Un cazador solitario deambulaba entre los altares conmemorativos, parándose a admirar cada uno de ellos. A veces tenían flores; otras veces, comida. En algunos había abalorios o notas de recuerdo y cariño escritas a mano. Fotos, dibujos de niños.
Vio a una madre elixni colocar un delicado retal de ovotela y entonces, sin previo aviso, se arrodilló junto a ella. Sintió la cera del cirio lavanda en su mano, con el pabilo aún limpio y brillante. Cuando se dispuso a encenderlo para colocarlo entre las ofrendas…
Se detuvo.
La expresión del cazador era cálida y amable mientras le tendía el cirio a la madre elixni.

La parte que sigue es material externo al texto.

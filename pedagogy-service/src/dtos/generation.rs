use crate::models::{GeneratedQuestion, QuestionDistribution};
use crate::services::analysis::DokStatistics;
use serde::{Deserialize, Serialize};
use validator::Validate;

#[derive(Debug, Clone, Deserialize, Serialize, Validate)]
pub struct BloomRequest {
    #[serde(default)]
    #[validate(length(min = 1, message = "content is required"))]
    pub content: String,
    #[serde(rename = "type", default, skip_serializing_if = "Option::is_none")]
    pub kind: Option<String>,
    #[serde(default, skip_serializing_if = "Option::is_none")]
    pub module_name: Option<String>,
}

impl BloomRequest {
    pub fn kind(&self) -> &str {
        self.kind.as_deref().unwrap_or("question")
    }
}

#[derive(Debug, Serialize)]
pub struct BloomResponse {
    pub success: bool,
    pub analysis: String,
    pub timestamp: String,
}

#[derive(Debug, Clone, Deserialize, Serialize, Validate)]
pub struct BalanceRequest {
    #[serde(rename = "examContent", default)]
    #[validate(length(min = 1, message = "examContent is required"))]
    pub exam_content: String,
    #[serde(rename = "type", default, skip_serializing_if = "Option::is_none")]
    pub kind: Option<String>,
    #[serde(default, skip_serializing_if = "Option::is_none")]
    pub module_name: Option<String>,
}

impl BalanceRequest {
    pub fn kind(&self) -> &str {
        self.kind.as_deref().unwrap_or("examen")
    }
}

#[derive(Debug, Serialize)]
pub struct BalanceResponse {
    pub success: bool,
    pub analysis: String,
    pub statistics: DokStatistics,
    #[serde(rename = "type")]
    pub kind: String,
    pub timestamp: String,
}

#[derive(Debug, Clone, Deserialize, Serialize, Validate)]
pub struct ElevateDok3Request {
    #[serde(default)]
    #[validate(length(min = 1, message = "objetivo_simple is required"))]
    pub objetivo_simple: String,
    #[serde(default, skip_serializing_if = "Option::is_none")]
    pub contexto: Option<String>,
    #[serde(default, skip_serializing_if = "Option::is_none")]
    pub module_name: Option<String>,
}

#[derive(Debug, Serialize)]
pub struct ElevateDok3Response {
    pub success: bool,
    pub objetivo_dok3: String,
    pub timestamp: String,
}

#[derive(Debug, Clone, Deserialize, Serialize, Validate)]
pub struct RubricRequest {
    #[serde(default)]
    #[validate(length(min = 1, message = "criterio is required"))]
    pub criterio: String,
    #[serde(default, skip_serializing_if = "Option::is_none")]
    #[validate(range(min = 1, max = 10, message = "niveles must be between 1 and 10"))]
    pub niveles: Option<u32>,
    #[serde(
        rename = "descripción",
        alias = "descripcion",
        default,
        skip_serializing_if = "Option::is_none"
    )]
    pub descripcion: Option<String>,
    #[serde(default)]
    pub objetivos: Vec<String>,
    #[serde(default, skip_serializing_if = "Option::is_none")]
    pub competencia: Option<String>,
    #[serde(default, skip_serializing_if = "Option::is_none")]
    pub asignatura: Option<String>,
    #[serde(default, skip_serializing_if = "Option::is_none")]
    pub module_name: Option<String>,
}

impl RubricRequest {
    pub const DEFAULT_LEVELS: u32 = 4;

    pub fn levels(&self) -> u32 {
        self.niveles.unwrap_or(Self::DEFAULT_LEVELS)
    }

    pub fn parameters(&self) -> RubricParameters {
        RubricParameters {
            criterio: self.criterio.clone(),
            niveles: self.levels(),
            objetivos: self.objetivos.clone(),
            competencia: self.competencia.clone().unwrap_or_default(),
            asignatura: self.asignatura.clone().unwrap_or_default(),
        }
    }
}

#[derive(Debug, Clone, Serialize)]
pub struct RubricParameters {
    pub criterio: String,
    pub niveles: u32,
    pub objetivos: Vec<String>,
    pub competencia: String,
    pub asignatura: String,
}

#[derive(Debug, Serialize)]
pub struct RubricResponse {
    pub success: bool,
    pub rubric: String,
    pub parameters: RubricParameters,
    pub timestamp: String,
}

#[derive(Debug, Clone, Deserialize, Serialize, Validate)]
pub struct QuestionsRequest {
    #[serde(rename = "objetivoAprendizaje", default)]
    #[validate(length(min = 1, message = "objetivoAprendizaje is required"))]
    pub objetivo_aprendizaje: String,
    #[serde(default, skip_serializing_if = "Option::is_none")]
    pub asignatura: Option<String>,
    #[serde(
        rename = "nivelEducativo",
        default,
        skip_serializing_if = "Option::is_none"
    )]
    pub nivel_educativo: Option<String>,
    #[serde(default, skip_serializing_if = "Option::is_none")]
    pub contexto: Option<String>,
    #[serde(default, skip_serializing_if = "Option::is_none")]
    pub dificultad: Option<String>,
    #[serde(default, skip_serializing_if = "Option::is_none")]
    pub module_name: Option<String>,
}

impl QuestionsRequest {
    pub fn difficulty(&self) -> &str {
        self.dificultad.as_deref().unwrap_or("intermedio")
    }
}

#[derive(Debug, Serialize)]
pub struct QuestionsMetadata {
    pub objetivo: String,
    pub asignatura: String,
    #[serde(rename = "nivelEducativo")]
    pub nivel_educativo: String,
    pub dificultad: String,
    #[serde(rename = "totalPreguntas")]
    pub total_preguntas: u8,
    #[serde(rename = "distribucionDok")]
    pub distribucion_dok: QuestionDistribution,
}

impl QuestionsMetadata {
    pub fn for_request(request: &QuestionsRequest) -> Self {
        let distribution = QuestionDistribution::STANDARD;
        Self {
            objetivo: request.objetivo_aprendizaje.clone(),
            asignatura: request.asignatura.clone().unwrap_or_default(),
            nivel_educativo: request.nivel_educativo.clone().unwrap_or_default(),
            dificultad: request.difficulty().to_string(),
            total_preguntas: distribution.total(),
            distribucion_dok: distribution,
        }
    }
}

#[derive(Debug, Serialize)]
pub struct QuestionsResponse {
    pub success: bool,
    pub preguntas: Vec<GeneratedQuestion>,
    pub metadata: QuestionsMetadata,
    pub timestamp: String,
}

"Para tu pequeño", dijo sin más. Ella dudó, y luego le dio las gracias en su idioma.
El cazador se levantó abruptamente y prosiguió su camino hacia la Torre, cruzando el bazar y entrando en el patio. Hasta que, finalmente, levantó la mirada y se dio cuenta de que… estaba en el único sitio en el que detestaba estar.